La serie Masked CISO di Vectra offre ai leader della sicurezza un luogo in cui esporre i maggiori problemi di sicurezza e consigliare i colleghi su come superarli.
La sicurezza informatica è una novità rispetto a settori come la gestione del rischio: l'assicurazione dei Lloyd's è stata fondata nel 1688! Il titolo di CISO è ancora più giovane, essendo apparso per la prima volta intorno al 2005. Ma il ruolo non è mai stato chiaramente definito e ogni CISO lavora in modo diverso.
Definire il ruolo non è facile quando la persona che assume il CISO può essere molto diversa. I CISO rispondono agli amministratori delegati, ai CIO, ai CTO e ad altri ancora, e le competenze necessarie dipendono dalla natura dell'azienda e dal suo referente. I CIO e i CTO vogliono un consulente tecnico, mentre i CRO tendono ad affrontare i problemi da una prospettiva di gestione del rischio. I CEO vogliono solo il mondo di ieri.
Non sorprende che i CISO siano tipicamente sottoposti a molte pressioni, il che porta a una regolare rotazione dei ruoli e al logoramento dei reparti di sicurezza. Tuttavia, questo fenomeno potrebbe essere fermato se ai CISO venissero date più autonomia e responsabilità.
Le linee di dipendenza non determinano il potere o il valore di un ruolo, ma quando la maggior parte dei CISO riporta ancora a un leader tecnico, questo limita la capacità di essere strategici e diluisce il valore. Affinché il ruolo di CISO sia alla pari di altri leader tecnici, dobbiamo essere in grado di sfidare i CIO e i CTO, per garantire che la sicurezza non sia costretta ad accettare rischi per soddisfare le richieste di progetti IT agili. Per come sono organizzati oggi i ruoli di CISO, saremmo fortunati se ci trovassimo in una situazione in cui la collaborazione esiste. E quando non c'è, siamo costretti ad accettare rischi crescenti senza avere gli strumenti per affrontarli.
CISO espandere le proprie competenze e guadagnare influenza
Se un CISO è abbastanza fortunato da assumere il proprio sostituto, noi creiamo la descrizione del lavoro e naturalmente il successore ideale tenderà ad avere un set di competenze simili... tendenti al lato tecnico. Sebbene sia essenziale comprendere ciò che fanno i team di sicurezza, per accrescere l'influenza del CISO, è fondamentale sviluppare competenze trasversali, come la comunicazione con gli stakeholder, l'acume commerciale e la pianificazione strategica. In caso contrario, rimarremo bloccati nel SOC e tenuti fuori dalla sala riunioni per altri 20 anni.

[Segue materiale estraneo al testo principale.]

//! User domain model.

use chrono::{DateTime, Utc};
use serde::{Deserialize, Serialize};
use uuid::Uuid;

#[derive(Debug, Clone, Copy, Serialize, Deserialize, PartialEq, Eq)]
pub enum UserRole {
    Admin,
    Regular,
}

#[derive(Debug, Clone, Serialize, Deserialize)]
pub struct User {
    pub id: Uuid,
    /// The company this user belongs to. Immutable after creation.
    pub company_id: Uuid,
    pub firstname: String,
    pub surname: String,
    /// Unique across the whole system, not just within the tenant.
    pub email: String,
    pub phonenumber: String,
    /// Argon2id PHC-format hash. `None` when no password was set.
    pub password_hash: Option<String>,
    pub role: UserRole,
    /// Opaque reference into external file storage.
    pub avatar: Option<String>,
    pub created_at: DateTime<Utc>,
    pub updated_at: DateTime<Utc>,
}

/// Fields required to create a new user.
///
/// The tenant reference is not part of this struct — it is passed
/// separately and forced by the repository, so a spoofed company id
/// can never cross the tenant boundary.
#[derive(Debug, Clone, Serialize, Deserialize)]
pub struct CreateUser {
    pub firstname: String,
    pub surname: String,
    pub email: String,
    pub phonenumber: String,
    /// Already hashed; the core never persists plaintext.
    pub password_hash: Option<String>,
    pub role: UserRole,
    pub avatar: Option<String>,
}

/// Changeset for updating a user. `None` = field unchanged.
#[derive(Debug, Clone, Serialize, Deserialize, Default)]
pub struct UpdateUser {
    pub firstname: Option<String>,
    pub surname: Option<String>,
    pub email: Option<String>,
    pub phonenumber: Option<String>,
    /// Already hashed replacement password.
    pub password_hash: Option<String>,
    pub avatar: Option<String>,
}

Per i CISO che desiderano avere la massima influenza nella loro organizzazione, cercate quanto segue:
- Un ruolo che richiede la supervisione di attività tecniche senza eseguirle: ho visto CISO coinvolti nella gestione degli incidenti a causa di aspettative errate. Non è una posizione sana per un dirigente.
- Capire dove la sicurezza si inserisce nella strategia aziendale: è una parte essenziale del modello di business o il ruolo sarà prevalentemente tecnico? Sarete troppo impegnati a spegnere gli incendi per guidare il cambiamento?
- Esaminate l'attuale catena di processi per la sicurezza e chiedete se è matura: l'azienda segue processi e politiche definiti, ha un piano di risposta agli incidenti maturo? Questo vi darà una buona idea di dove dovrete spendere il vostro tempo.
- Assicuratevi di avere il controllo degli acquisti: non potete risolvere il gap di competenze lanciando più prodotti a un team sovraccarico.
I CISO di successo devono essere in grado di aggiornare i controlli di sicurezza, sostituendo i vecchi strumenti con soluzioni che riducono l'impegno manuale e danno priorità alle azioni, come il rilevamento e la risposta dell'intelligenza artificiale.
Questo blog è stato pubblicato per la prima volta su The Register.